We've always had time on our sides
Now it's fading fast
As the New Deal foundered with a new Depressionary leg lower following the election of 1936, FDR was running out of options and rationale for continued government spending. Four years after amassing record deficits and instituting myriad economic programs, the federal government had little to show for the effort. Moreover, the Supreme Court had been striking down various New Deal programs such as the NIRA and the AAA.
Then along came a pamphlet sized book, An Economic Program for American Democracy, written by seven Harvard and Tufts economists in 1938. The book grew from meetings in Cambridge among various instructors and students on the direction of economic policy.
While the academic affiliations lend of air of legitimacy to this work, the actual content is pure drivel. The book cheerleads FDR's New Deal efforts. They probably felt it necessary because the actual results of the New Deal were not laudable by unemotional analysis.

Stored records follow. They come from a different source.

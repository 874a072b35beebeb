//! Commit and tag objects.
//!
//! Both use the same text layout: an ordered block of `key SP value` header
//! lines, a blank line, then the free-form message. Header values spanning
//! several lines continue on lines that start with a single space.

use std::fmt;

use crate::error::{Error, Result};
use crate::hash::ObjectId;
use crate::object::ObjectKind;

// ---------------------------------------------------------------------------
// Signature
// ---------------------------------------------------------------------------

/// An author, committer or tagger line: `Name <email> seconds +hhmm`.
#[derive(Debug, Clone, PartialEq, Eq)]
pub struct Signature {
    pub name: String,
    pub email: String,
    /// Seconds since the Unix epoch.
    pub time: i64,
    /// Offset from UTC in minutes (east is positive).
    pub offset_minutes: i32,
}

impl Signature {
    pub fn new(
        name: impl Into<String>,
        email: impl Into<String>,
        time: i64,
        offset_minutes: i32,
    ) -> Self {
        Self {
            name: name.into(),
            email: email.into(),
            time,
            offset_minutes,
        }
    }

    /// A signature stamped with the current local time and UTC offset.
    pub fn now(name: impl Into<String>, email: impl Into<String>) -> Self {
        let now = chrono::Local::now();
        let offset = now.offset().local_minus_utc() / 60;
        Self::new(name, email, now.timestamp(), offset)
    }

    /// Parse `Name <email> seconds +hhmm`.
    pub fn parse(raw: &[u8]) -> Result<Self> {
        let text = std::str::from_utf8(raw)
            .map_err(|_| Error::corrupt("signature is not valid UTF-8"))?;
        let lt = text
            .find('<')
            .ok_or_else(|| Error::corrupt(format!("signature has no email: {:?}", text)))?;
        let gt = text[lt..]
            .find('>')
            .map(|i| lt + i)
            .ok_or_else(|| Error::corrupt(format!("signature email unterminated: {:?}", text)))?;

        let name = text[..lt].trim_end().to_string();
        let email = text[lt + 1..gt].to_string();

        let mut rest = text[gt + 1..].split_whitespace();
        let time = rest
            .next()
            .and_then(|t| t.parse::<i64>().ok())
            .ok_or_else(|| Error::corrupt(format!("signature has no timestamp: {:?}", text)))?;
        let tz = rest
            .next()
            .ok_or_else(|| Error::corrupt(format!("signature has no timezone: {:?}", text)))?;
        let offset_minutes = parse_offset(tz)?;

        Ok(Self {
            name,
            email,
            time,
            offset_minutes,
        })
    }
}

fn parse_offset(tz: &str) -> Result<i32> {
    let bad = || Error::corrupt(format!("bad timezone offset {:?}", tz));
    if tz.len() != 5 {
        return Err(bad());
    }
    let sign = match &tz[..1] {
        "+" => 1,
        "-" => -1,
        _ => return Err(bad()),
    };
    let hours: i32 = tz[1..3].parse().map_err(|_| bad())?;
    let minutes: i32 = tz[3..5].parse().map_err(|_| bad())?;
    Ok(sign * (hours * 60 + minutes))
}

impl fmt::Display for Signature {
    fn fmt(&self, f: &mut fmt::Formatter<'_>) -> fmt::Result {
        let sign = if self.offset_minutes < 0 { '-' } else { '+' };
        let abs = self.offset_minutes.abs();
        write!(
            f,
            "{} <{}> {} {}{:02}{:02}",
            self.name,
            self.email,
            self.time,
            sign,
            abs / 60,
            abs % 60
        )
    }
}

// ---------------------------------------------------------------------------
// Header block codec
// ---------------------------------------------------------------------------

/// Ordered header lines plus the message that follows the blank line.
#[derive(Debug, Default)]
struct HeaderBlock {
    headers: Vec<(String, Vec<u8>)>,
    message: Vec<u8>,
}

impl HeaderBlock {
    fn parse(data: &[u8]) -> Result<Self> {
        let mut block = HeaderBlock::default();
        let mut pos = 0;

        loop {
            if pos >= data.len() {
                // No blank line: headers only, empty message.
                return Ok(block);
            }
            let end = data[pos..]
                .iter()
                .position(|&b| b == b'\n')
                .map(|i| pos + i)
                .unwrap_or(data.len());
            let line = &data[pos..end];
            let next = (end + 1).min(data.len());

            if line.is_empty() {
                block.message = data[next..].to_vec();
                return Ok(block);
            }

            if line[0] == b' ' {
                let (_, value) = block
                    .headers
                    .last_mut()
                    .ok_or_else(|| Error::corrupt("continuation line before any header"))?;
                value.push(b'\n');
                value.extend_from_slice(&line[1..]);
            } else {
                let space = line
                    .iter()
                    .position(|&b| b == b' ')
                    .ok_or_else(|| {
                        Error::corrupt(format!(
                            "header line without value: {:?}",
                            String::from_utf8_lossy(line)
                        ))
                    })?;
                let key = std::str::from_utf8(&line[..space])
                    .map_err(|_| Error::corrupt("header key is not valid UTF-8"))?
                    .to_string();
                block.headers.push((key, line[space + 1..].to_vec()));
            }
            pos = end + 1;
        }
    }

    fn push(out: &mut Vec<u8>, key: &str, value: &[u8]) {
        out.extend_from_slice(key.as_bytes());
        out.push(b' ');
        for &b in value {
            out.push(b);
            if b == b'\n' {
                out.push(b' ');
            }
        }
        out.push(b'\n');
    }
}

fn parse_id(key: &str, value: &[u8]) -> Result<ObjectId> {
    let text = std::str::from_utf8(value)
        .map_err(|_| Error::corrupt(format!("'{}' header is not ASCII", key)))?;
    ObjectId::from_hex(text)
        .map_err(|_| Error::corrupt(format!("'{}' header is not an object id: {:?}", key, text)))
}

fn utf8_message(raw: Vec<u8>) -> Result<String> {
    String::from_utf8(raw).map_err(|_| Error::corrupt("message is not valid UTF-8"))
}

// ---------------------------------------------------------------------------
// Commit
// ---------------------------------------------------------------------------

const COMMIT_KEYS: [&str; 4] = ["tree", "parent", "author", "committer"];

/// A tree snapshot plus parents, identities and a message.
#[derive(Debug, Clone, PartialEq, Eq)]
pub struct Commit {
    pub tree: ObjectId,
    pub parents: Vec<ObjectId>,
    pub author: Signature,
    pub committer: Signature,
    /// Headers after `committer` that this crate does not interpret
    /// (e.g. `encoding`, `gpgsig`), kept in order. Parsing rejects them
    /// anywhere else.
    pub extra_headers: Vec<(String, Vec<u8>)>,
    pub message: String,
}

impl Commit {
    /// A commit whose committer is its author.
    pub fn new(
        tree: ObjectId,
        parents: Vec<ObjectId>,
        author: Signature,
        message: impl Into<String>,
    ) -> Self {
        Self {
            tree,
            parents,
            committer: author.clone(),
            author,
            extra_headers: Vec::new(),
            message: message.into(),
        }
    }

    pub fn serialize(&self) -> Vec<u8> {
        let mut out = Vec::new();
        HeaderBlock::push(&mut out, "tree", self.tree.to_hex().as_bytes());
        for parent in &self.parents {
            HeaderBlock::push(&mut out, "parent", parent.to_hex().as_bytes());
        }
        HeaderBlock::push(&mut out, "author", self.author.to_string().as_bytes());
        HeaderBlock::push(&mut out, "committer", self.committer.to_string().as_bytes());
        for (key, value) in &self.extra_headers {
            HeaderBlock::push(&mut out, key, value);
        }
        out.push(b'\n');
        out.extend_from_slice(self.message.as_bytes());
        out
    }

    pub fn deserialize(data: &[u8]) -> Result<Self> {
        let block = HeaderBlock::parse(data)?;

        let mut tree = None;
        let mut parents = Vec::new();
        let mut author = None;
        let mut committer = None;
        let mut extra_headers = Vec::new();

        // Core headers appear once each, in this order, before any others.
        for (key, value) in block.headers {
            match key.as_str() {
                "tree" if tree.is_none() => tree = Some(parse_id("tree", &value)?),
                "parent" if tree.is_some() && author.is_none() => {
                    parents.push(parse_id("parent", &value)?)
                }
                "author" if tree.is_some() && author.is_none() => {
                    author = Some(Signature::parse(&value)?)
                }
                "committer" if author.is_some() && committer.is_none() => {
                    committer = Some(Signature::parse(&value)?)
                }
                _ if committer.is_some() && !COMMIT_KEYS.contains(&key.as_str()) => {
                    extra_headers.push((key, value))
                }
                _ => return Err(Error::corrupt(format!("commit header '{}' out of place", key))),
            }
        }

        Ok(Self {
            tree: tree.ok_or_else(|| Error::corrupt("commit has no tree"))?,
            parents,
            author: author.ok_or_else(|| Error::corrupt("commit has no author"))?,
            committer: committer.ok_or_else(|| Error::corrupt("commit has no committer"))?,
            extra_headers,
            message: utf8_message(block.message)?,
        })
    }
}

// ---------------------------------------------------------------------------
// Tag
// ---------------------------------------------------------------------------

const TAG_KEYS: [&str; 4] = ["object", "type", "tag", "tagger"];

/// An annotated pointer to another object.
#[derive(Debug, Clone, PartialEq, Eq)]
pub struct Tag {
    pub target: ObjectId,
    pub target_kind: ObjectKind,
    pub name: String,
    pub tagger: Option<Signature>,
    pub extra_headers: Vec<(String, Vec<u8>)>,
    pub message: String,
}

impl Tag {
    pub fn new(
        target: ObjectId,
        target_kind: ObjectKind,
        name: impl Into<String>,
        tagger: Signature,
        message: impl Into<String>,
    ) -> Self {
        Self {
            target,
            target_kind,
            name: name.into(),
            tagger: Some(tagger),
            extra_headers: Vec::new(),
            message: message.into(),
        }
    }

    pub fn serialize(&self) -> Vec<u8> {
        let mut out = Vec::new();
        HeaderBlock::push(&mut out, "object", self.target.to_hex().as_bytes());
        HeaderBlock::push(&mut out, "type", self.target_kind.as_str().as_bytes());
        HeaderBlock::push(&mut out, "tag", self.name.as_bytes());
        if let Some(tagger) = &self.tagger {
            HeaderBlock::push(&mut out, "tagger", tagger.to_string().as_bytes());
        }
        for (key, value) in &self.extra_headers {
            HeaderBlock::push(&mut out, key, value);
        }
        out.push(b'\n');
        out.extend_from_slice(self.message.as_bytes());
        out
    }

    pub fn deserialize(data: &[u8]) -> Result<Self> {
        let block = HeaderBlock::parse(data)?;

        let mut target = None;
        let mut target_kind = None;
        let mut name = None;
        let mut tagger = None;
        let mut extra_headers = Vec::new();

        for (key, value) in block.headers {
            match key.as_str() {
                "object" if target.is_none() => target = Some(parse_id("object", &value)?),
                "type" if target.is_some() && target_kind.is_none() => {
                    target_kind = Some(ObjectKind::from_bytes(&value)?)
                }
                "tag" if target_kind.is_some() && name.is_none() => {
                    name = Some(
                        String::from_utf8(value)
                            .map_err(|_| Error::corrupt("tag name is not valid UTF-8"))?,
                    )
                }
                "tagger" if name.is_some() && tagger.is_none() && extra_headers.is_empty() => {
                    tagger = Some(Signature::parse(&value)?)
                }
                _ if name.is_some() && !TAG_KEYS.contains(&key.as_str()) => {
                    extra_headers.push((key, value))
                }
                _ => return Err(Error::corrupt(format!("tag header '{}' out of place", key))),
            }
        }

        Ok(Self {
            target: target.ok_or_else(|| Error::corrupt("tag has no object"))?,
            target_kind: target_kind.ok_or_else(|| Error::corrupt("tag has no type"))?,
            name: name.ok_or_else(|| Error::corrupt("tag has no name"))?,
            tagger,
            extra_headers,
            message: utf8_message(block.message)?,
        })
    }
}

The book's basic thesis was that capitalism in its pure form was over. The capitalism phase was marked by Westward expansion and technological advancements that drove a capitalistic engine of investment. Unfortunately, the frontier was now closed and there were few new technologies (!) to absorb new investment. Absent new investment, the capitalistic system becomes dysfunctional. The authors proposed that the stock market crash in 1929 signified the end of capitalism in America.
To pick up the slack from lack of investment, the author proposed that it was government's role to borrow and spend. This could be done indefinitely in their view because there was no need to pay back the debt. Bondholders, they proposed, are happy as long as they got their coupon payments. In the event that they wanted to sell their holdings, bondholders would be happy as long as the market was liquid.
This process--funding ever more economic intervention thru deficits and debt, could go on forever, the authors said. A mechanism for utopia.
As laughable as this thesis is, FDR and his administration embraced it. Subsequently, they fired up federal government financing operations on a scale previously unseen. Various of the authors of the book, plus the two broad champions of this policy, John Maynard Keynes (the originator) and Alvin H. Hanson (domestic proponent, Harvard), were brought to Washington to advise/implement the program.
Thus, ever growing defictis became institutionalized in the US.
Gilbert, R.V., Hildebrand, G.H., Jr., Stuart, A.W., Sweezy, M.Y., Sweezy, P.M., Tarshis, L., & Wilson, J.D. 1938. An economic program for American democracy. New York: The Vanguard Press.